(The problem): In the listing below, find the line holding "fn neg(&self, a: FieldElement) -> FieldElement;" and the line holding "pub struct GaloisField". Write out those two lines and all lines between, exactly, and nothing more.

━━ The data ━━

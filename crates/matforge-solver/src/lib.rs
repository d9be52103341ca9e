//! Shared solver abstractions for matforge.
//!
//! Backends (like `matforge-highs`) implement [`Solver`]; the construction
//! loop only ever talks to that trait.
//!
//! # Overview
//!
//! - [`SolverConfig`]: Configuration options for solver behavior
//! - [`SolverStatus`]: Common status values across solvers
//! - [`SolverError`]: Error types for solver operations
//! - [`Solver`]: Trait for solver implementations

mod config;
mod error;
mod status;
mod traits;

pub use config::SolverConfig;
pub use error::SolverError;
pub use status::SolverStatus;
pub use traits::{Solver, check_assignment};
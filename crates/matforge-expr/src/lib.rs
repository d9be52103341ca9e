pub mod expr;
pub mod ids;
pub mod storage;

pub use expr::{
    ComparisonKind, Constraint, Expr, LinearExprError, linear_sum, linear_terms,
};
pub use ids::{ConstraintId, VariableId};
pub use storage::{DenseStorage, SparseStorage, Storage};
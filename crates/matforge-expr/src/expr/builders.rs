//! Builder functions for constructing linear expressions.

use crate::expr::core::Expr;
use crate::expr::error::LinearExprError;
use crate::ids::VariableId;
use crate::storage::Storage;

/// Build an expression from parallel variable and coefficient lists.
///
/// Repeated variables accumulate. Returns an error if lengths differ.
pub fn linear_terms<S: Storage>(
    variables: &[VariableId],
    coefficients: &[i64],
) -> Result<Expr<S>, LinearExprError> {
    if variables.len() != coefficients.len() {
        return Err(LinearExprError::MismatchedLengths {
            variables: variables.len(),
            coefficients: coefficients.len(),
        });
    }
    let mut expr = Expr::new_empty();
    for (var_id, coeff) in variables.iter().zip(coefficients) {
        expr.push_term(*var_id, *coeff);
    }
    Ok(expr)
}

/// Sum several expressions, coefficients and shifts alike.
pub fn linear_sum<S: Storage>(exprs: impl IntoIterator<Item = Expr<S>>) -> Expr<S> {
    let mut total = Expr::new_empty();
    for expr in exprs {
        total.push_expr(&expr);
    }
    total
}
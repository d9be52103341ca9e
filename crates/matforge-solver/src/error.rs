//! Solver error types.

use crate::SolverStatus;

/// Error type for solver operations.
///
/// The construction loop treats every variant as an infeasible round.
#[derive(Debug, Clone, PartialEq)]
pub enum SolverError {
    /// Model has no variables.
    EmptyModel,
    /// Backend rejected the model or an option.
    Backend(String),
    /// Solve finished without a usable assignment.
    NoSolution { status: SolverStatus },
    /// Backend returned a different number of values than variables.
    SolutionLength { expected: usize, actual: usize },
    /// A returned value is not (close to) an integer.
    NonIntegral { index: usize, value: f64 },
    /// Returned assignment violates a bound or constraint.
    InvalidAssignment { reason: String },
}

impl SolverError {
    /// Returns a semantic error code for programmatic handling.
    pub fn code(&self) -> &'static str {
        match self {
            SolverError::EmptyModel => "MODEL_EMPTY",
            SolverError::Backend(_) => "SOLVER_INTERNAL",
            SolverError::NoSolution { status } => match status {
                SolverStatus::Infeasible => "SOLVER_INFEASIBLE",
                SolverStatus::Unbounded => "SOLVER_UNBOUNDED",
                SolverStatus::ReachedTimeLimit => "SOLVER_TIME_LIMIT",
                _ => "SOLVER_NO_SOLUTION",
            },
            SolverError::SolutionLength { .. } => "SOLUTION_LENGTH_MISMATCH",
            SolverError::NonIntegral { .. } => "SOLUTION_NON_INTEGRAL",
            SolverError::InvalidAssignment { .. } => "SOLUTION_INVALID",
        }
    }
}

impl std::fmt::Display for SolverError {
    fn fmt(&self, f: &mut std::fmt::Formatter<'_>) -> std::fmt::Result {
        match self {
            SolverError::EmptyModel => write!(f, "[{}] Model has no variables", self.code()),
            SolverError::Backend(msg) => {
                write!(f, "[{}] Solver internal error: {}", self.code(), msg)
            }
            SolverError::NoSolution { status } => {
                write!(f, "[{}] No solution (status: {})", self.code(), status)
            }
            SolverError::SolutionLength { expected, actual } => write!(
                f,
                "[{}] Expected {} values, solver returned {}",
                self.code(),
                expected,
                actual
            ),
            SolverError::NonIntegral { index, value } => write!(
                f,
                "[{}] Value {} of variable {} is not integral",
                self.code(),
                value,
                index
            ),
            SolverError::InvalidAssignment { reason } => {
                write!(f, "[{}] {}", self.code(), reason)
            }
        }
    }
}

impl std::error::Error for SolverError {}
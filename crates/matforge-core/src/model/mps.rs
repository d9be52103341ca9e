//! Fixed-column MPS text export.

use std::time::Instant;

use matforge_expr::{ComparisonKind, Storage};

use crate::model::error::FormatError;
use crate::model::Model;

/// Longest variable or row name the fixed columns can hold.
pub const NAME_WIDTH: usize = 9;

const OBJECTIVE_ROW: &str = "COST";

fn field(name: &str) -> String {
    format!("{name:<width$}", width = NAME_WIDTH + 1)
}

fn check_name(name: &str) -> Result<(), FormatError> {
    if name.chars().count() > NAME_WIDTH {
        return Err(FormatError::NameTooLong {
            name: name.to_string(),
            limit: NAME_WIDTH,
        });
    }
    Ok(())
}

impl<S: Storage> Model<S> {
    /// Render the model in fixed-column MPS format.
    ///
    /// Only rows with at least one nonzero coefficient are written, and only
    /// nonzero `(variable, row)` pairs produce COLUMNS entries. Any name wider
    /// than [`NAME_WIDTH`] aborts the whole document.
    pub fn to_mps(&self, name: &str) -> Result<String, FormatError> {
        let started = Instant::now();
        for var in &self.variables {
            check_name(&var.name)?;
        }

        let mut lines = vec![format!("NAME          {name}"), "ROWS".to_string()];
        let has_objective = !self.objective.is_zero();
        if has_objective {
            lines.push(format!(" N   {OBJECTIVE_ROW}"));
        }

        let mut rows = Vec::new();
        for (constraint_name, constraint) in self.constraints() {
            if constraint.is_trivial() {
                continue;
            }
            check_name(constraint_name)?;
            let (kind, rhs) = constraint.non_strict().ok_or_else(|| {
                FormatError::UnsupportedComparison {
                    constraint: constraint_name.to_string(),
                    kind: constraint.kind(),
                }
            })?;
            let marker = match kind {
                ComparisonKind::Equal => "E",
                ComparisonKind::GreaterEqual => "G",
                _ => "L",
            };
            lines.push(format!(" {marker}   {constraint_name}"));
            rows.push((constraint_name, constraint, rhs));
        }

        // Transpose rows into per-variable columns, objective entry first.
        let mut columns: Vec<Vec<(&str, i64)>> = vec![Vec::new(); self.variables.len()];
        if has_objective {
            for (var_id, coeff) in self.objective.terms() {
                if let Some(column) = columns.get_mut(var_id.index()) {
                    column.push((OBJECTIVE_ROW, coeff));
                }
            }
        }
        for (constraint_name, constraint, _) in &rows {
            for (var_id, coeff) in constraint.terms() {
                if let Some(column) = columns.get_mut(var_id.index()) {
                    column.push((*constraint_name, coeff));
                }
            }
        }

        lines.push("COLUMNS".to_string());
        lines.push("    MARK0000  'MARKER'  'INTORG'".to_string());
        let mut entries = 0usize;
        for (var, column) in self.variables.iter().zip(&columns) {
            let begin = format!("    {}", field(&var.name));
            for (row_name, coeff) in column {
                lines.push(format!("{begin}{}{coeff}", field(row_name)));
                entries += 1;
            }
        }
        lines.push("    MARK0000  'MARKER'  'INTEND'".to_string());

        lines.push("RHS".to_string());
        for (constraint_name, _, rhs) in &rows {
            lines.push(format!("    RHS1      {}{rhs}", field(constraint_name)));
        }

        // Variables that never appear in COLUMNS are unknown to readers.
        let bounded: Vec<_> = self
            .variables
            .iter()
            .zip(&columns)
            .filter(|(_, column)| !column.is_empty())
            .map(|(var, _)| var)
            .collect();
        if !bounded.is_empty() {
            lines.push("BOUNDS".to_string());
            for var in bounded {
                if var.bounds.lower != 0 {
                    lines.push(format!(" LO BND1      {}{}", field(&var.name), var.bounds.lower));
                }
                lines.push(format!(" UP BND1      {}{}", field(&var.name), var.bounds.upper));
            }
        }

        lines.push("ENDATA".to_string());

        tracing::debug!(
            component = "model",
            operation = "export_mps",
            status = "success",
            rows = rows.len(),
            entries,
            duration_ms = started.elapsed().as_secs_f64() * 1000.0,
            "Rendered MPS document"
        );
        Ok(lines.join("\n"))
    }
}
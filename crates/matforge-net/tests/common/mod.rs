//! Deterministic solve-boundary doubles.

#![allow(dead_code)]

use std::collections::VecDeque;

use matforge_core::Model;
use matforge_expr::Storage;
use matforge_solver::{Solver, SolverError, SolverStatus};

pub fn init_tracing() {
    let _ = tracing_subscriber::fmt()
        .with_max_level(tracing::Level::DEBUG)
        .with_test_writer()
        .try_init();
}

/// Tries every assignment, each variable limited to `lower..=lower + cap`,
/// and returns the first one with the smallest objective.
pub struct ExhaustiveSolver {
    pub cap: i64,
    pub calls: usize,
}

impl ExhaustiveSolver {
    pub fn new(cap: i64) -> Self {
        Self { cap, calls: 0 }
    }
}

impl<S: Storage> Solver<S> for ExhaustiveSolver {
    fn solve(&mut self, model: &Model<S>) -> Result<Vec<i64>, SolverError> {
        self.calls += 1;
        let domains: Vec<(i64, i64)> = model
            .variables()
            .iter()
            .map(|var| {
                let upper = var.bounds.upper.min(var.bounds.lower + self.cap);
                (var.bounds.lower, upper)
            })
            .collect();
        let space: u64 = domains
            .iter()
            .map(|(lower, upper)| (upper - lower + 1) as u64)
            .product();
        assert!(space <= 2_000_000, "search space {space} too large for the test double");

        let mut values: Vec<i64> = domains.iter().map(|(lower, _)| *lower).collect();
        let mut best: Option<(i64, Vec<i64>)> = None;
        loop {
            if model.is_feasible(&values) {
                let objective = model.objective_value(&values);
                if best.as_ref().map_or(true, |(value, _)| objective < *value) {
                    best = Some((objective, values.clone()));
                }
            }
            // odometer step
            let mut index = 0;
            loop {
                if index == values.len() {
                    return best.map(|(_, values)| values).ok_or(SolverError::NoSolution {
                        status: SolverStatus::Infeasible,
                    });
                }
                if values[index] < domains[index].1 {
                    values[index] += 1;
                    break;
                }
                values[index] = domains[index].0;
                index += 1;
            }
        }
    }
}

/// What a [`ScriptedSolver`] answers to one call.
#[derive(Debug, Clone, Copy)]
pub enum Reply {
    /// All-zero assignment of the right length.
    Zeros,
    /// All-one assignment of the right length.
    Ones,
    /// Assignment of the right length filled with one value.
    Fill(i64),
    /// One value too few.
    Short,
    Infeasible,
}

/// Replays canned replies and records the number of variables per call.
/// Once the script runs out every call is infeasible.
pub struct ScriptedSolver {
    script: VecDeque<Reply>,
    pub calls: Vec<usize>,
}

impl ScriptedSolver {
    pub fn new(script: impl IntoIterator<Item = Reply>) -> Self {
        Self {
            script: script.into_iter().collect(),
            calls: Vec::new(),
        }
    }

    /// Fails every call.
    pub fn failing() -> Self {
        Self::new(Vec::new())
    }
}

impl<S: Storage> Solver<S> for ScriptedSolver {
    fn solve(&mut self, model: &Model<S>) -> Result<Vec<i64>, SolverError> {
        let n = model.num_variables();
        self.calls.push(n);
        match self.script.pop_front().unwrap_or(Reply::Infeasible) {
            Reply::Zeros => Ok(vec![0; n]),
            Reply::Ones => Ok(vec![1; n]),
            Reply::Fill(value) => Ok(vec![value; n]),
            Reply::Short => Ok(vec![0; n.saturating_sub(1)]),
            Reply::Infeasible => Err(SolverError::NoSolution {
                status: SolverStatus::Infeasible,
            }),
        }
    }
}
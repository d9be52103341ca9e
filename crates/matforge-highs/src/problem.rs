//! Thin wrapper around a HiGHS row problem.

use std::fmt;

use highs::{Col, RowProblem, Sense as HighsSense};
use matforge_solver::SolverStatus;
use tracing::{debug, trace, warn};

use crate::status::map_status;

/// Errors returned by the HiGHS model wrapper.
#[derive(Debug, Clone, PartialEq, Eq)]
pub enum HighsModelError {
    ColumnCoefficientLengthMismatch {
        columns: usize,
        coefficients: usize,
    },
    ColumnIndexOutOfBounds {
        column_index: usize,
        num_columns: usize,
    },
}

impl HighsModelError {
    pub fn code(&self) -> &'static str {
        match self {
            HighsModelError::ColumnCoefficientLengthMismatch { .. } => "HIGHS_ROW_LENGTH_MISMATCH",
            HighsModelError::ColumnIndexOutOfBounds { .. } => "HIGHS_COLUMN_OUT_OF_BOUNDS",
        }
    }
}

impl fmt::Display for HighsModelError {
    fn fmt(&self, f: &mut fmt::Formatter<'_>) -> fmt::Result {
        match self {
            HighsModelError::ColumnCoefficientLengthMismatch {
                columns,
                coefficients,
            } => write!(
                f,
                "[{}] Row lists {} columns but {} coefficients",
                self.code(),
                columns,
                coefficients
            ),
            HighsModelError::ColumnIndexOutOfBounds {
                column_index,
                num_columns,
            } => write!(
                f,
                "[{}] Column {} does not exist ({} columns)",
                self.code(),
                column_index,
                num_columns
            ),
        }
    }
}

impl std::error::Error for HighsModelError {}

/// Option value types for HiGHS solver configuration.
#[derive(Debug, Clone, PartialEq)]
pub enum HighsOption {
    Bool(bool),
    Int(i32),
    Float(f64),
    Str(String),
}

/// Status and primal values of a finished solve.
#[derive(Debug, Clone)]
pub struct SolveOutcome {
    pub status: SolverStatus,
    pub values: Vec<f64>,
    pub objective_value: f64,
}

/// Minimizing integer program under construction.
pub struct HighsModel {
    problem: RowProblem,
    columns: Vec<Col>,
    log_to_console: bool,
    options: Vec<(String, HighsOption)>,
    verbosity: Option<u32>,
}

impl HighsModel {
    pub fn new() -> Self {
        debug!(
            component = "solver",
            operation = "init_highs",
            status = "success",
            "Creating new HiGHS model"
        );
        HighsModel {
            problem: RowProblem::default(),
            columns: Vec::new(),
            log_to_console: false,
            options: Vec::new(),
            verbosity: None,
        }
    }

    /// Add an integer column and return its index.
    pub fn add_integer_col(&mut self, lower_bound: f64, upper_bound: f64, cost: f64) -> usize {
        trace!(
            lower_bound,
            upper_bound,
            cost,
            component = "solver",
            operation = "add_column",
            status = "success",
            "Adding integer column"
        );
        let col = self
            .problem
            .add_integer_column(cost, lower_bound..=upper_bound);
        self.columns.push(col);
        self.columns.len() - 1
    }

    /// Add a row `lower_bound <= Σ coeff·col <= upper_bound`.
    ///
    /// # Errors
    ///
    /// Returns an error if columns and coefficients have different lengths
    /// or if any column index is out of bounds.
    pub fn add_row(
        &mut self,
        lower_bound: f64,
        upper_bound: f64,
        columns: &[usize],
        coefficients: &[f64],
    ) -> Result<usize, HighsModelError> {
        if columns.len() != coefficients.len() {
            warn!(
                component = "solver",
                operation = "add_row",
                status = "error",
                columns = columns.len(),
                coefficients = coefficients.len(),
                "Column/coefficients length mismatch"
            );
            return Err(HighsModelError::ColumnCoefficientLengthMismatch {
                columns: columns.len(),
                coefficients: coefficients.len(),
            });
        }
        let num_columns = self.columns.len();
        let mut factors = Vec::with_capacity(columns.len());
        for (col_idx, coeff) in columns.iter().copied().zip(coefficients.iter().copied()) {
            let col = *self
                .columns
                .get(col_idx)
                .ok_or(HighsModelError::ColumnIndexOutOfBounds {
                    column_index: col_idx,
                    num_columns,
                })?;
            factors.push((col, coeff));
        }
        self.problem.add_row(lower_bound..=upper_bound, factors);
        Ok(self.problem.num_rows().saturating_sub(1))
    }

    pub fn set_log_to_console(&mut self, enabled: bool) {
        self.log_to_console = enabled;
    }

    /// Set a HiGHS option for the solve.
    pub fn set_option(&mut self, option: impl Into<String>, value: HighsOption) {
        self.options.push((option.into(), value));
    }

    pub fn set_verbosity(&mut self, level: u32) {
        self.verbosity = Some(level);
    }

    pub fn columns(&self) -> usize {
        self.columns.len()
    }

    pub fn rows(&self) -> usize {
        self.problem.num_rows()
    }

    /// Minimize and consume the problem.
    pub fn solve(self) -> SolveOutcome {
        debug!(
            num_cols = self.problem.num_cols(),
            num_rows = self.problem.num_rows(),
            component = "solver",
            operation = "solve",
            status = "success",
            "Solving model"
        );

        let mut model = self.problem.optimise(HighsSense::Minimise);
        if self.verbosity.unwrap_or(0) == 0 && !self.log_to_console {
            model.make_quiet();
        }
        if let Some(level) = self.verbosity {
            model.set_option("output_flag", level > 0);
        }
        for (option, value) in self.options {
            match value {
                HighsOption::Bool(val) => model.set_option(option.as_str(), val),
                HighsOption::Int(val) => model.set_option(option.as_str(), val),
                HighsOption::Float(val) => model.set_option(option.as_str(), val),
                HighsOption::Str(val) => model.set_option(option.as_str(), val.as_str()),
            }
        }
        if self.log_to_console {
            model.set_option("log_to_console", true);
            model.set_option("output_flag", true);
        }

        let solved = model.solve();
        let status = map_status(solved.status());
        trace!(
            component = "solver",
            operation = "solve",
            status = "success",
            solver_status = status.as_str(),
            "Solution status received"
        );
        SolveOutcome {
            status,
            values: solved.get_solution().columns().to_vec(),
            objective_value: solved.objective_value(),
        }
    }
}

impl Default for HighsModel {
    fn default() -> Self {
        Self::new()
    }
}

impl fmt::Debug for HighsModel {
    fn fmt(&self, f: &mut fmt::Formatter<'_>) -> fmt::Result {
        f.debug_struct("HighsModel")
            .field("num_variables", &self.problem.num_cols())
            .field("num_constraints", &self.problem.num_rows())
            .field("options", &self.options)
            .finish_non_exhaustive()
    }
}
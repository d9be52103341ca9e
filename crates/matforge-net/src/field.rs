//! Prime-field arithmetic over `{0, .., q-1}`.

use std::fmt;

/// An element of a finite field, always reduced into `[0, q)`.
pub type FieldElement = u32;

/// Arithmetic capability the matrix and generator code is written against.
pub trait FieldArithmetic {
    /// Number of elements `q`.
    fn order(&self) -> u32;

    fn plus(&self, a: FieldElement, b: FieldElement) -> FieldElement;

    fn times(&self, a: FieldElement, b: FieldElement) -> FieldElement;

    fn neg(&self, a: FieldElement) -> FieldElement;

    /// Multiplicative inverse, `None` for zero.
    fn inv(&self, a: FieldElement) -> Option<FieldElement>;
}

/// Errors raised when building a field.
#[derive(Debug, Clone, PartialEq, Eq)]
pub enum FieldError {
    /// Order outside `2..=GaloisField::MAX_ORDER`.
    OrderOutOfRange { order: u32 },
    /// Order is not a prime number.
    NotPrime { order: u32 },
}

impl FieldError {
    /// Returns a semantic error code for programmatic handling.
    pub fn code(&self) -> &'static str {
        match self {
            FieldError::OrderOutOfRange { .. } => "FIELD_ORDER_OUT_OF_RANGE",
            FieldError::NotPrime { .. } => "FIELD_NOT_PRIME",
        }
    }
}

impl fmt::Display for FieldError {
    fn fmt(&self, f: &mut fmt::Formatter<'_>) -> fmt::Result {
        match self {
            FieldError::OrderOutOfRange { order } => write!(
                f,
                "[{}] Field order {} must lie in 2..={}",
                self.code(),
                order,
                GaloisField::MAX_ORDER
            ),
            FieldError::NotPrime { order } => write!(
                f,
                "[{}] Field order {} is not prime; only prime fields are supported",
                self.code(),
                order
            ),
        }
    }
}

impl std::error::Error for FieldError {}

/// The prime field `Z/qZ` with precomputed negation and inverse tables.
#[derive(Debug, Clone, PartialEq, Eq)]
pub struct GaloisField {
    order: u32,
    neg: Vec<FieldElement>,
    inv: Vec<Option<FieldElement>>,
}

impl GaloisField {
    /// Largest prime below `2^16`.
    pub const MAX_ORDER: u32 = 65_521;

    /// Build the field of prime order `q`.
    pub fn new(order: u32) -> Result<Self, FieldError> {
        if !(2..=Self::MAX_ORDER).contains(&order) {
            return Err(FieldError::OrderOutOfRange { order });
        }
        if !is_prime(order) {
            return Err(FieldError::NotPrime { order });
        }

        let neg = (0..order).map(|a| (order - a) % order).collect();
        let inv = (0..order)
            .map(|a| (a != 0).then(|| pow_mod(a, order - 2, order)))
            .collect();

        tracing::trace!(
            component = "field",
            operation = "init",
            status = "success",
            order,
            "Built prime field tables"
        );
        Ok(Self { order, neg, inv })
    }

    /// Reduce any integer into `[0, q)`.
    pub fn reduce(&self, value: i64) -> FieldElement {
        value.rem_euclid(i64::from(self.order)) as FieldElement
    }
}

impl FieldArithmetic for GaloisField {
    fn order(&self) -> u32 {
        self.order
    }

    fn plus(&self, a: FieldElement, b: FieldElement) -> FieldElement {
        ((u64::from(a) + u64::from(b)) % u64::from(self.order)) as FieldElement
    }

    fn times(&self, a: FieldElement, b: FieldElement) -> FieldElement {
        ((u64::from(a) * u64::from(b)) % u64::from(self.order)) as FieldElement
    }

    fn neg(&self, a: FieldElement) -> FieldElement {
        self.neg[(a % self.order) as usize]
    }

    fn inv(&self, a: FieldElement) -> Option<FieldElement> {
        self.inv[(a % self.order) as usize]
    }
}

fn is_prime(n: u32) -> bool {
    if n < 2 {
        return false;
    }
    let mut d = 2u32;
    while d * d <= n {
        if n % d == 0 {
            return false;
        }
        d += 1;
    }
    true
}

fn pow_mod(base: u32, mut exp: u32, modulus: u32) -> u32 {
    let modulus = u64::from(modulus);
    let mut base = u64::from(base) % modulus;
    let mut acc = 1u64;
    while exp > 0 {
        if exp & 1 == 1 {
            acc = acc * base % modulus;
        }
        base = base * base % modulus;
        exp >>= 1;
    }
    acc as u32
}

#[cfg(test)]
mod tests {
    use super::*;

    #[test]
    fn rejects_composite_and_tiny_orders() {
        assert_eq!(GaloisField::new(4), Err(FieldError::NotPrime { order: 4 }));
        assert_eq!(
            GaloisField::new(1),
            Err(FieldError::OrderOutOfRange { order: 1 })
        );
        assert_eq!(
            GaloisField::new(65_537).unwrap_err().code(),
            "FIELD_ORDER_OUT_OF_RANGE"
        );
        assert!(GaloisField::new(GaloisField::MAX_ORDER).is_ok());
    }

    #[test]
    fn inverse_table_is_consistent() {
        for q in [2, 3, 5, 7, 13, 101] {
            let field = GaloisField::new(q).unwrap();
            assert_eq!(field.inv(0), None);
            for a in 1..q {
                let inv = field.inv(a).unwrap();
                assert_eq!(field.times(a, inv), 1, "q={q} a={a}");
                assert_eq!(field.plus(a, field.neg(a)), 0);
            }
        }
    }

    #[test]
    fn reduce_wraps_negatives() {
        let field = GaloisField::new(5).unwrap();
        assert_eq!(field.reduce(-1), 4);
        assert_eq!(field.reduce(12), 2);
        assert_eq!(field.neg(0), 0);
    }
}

━━━

(Completed exercise):
    fn neg(&self, a: FieldElement) -> FieldElement;

    /// Multiplicative inverse, `None` for zero.
    fn inv(&self, a: FieldElement) -> Option<FieldElement>;
}

/// Errors raised when building a field.
#[derive(Debug, Clone, PartialEq, Eq)]
pub enum FieldError {
    /// Order outside `2..=GaloisField::MAX_ORDER`.
    OrderOutOfRange { order: u32 },
    /// Order is not a prime number.
    NotPrime { order: u32 },
}

impl FieldError {
    /// Returns a semantic error code for programmatic handling.
    pub fn code(&self) -> &'static str {
        match self {
            FieldError::OrderOutOfRange { .. } => "FIELD_ORDER_OUT_OF_RANGE",
            FieldError::NotPrime { .. } => "FIELD_NOT_PRIME",
        }
    }
}

impl fmt::Display for FieldError {
    fn fmt(&self, f: &mut fmt::Formatter<'_>) -> fmt::Result {
        match self {
            FieldError::OrderOutOfRange { order } => write!(
                f,
                "[{}] Field order {} must lie in 2..={}",
                self.code(),
                order,
                GaloisField::MAX_ORDER
            ),
            FieldError::NotPrime { order } => write!(
                f,
                "[{}] Field order {} is not prime; only prime fields are supported",
                self.code(),
                order
            ),
        }
    }
}

impl std::error::Error for FieldError {}

/// The prime field `Z/qZ` with precomputed negation and inverse tables.
#[derive(Debug, Clone, PartialEq, Eq)]
pub struct GaloisField {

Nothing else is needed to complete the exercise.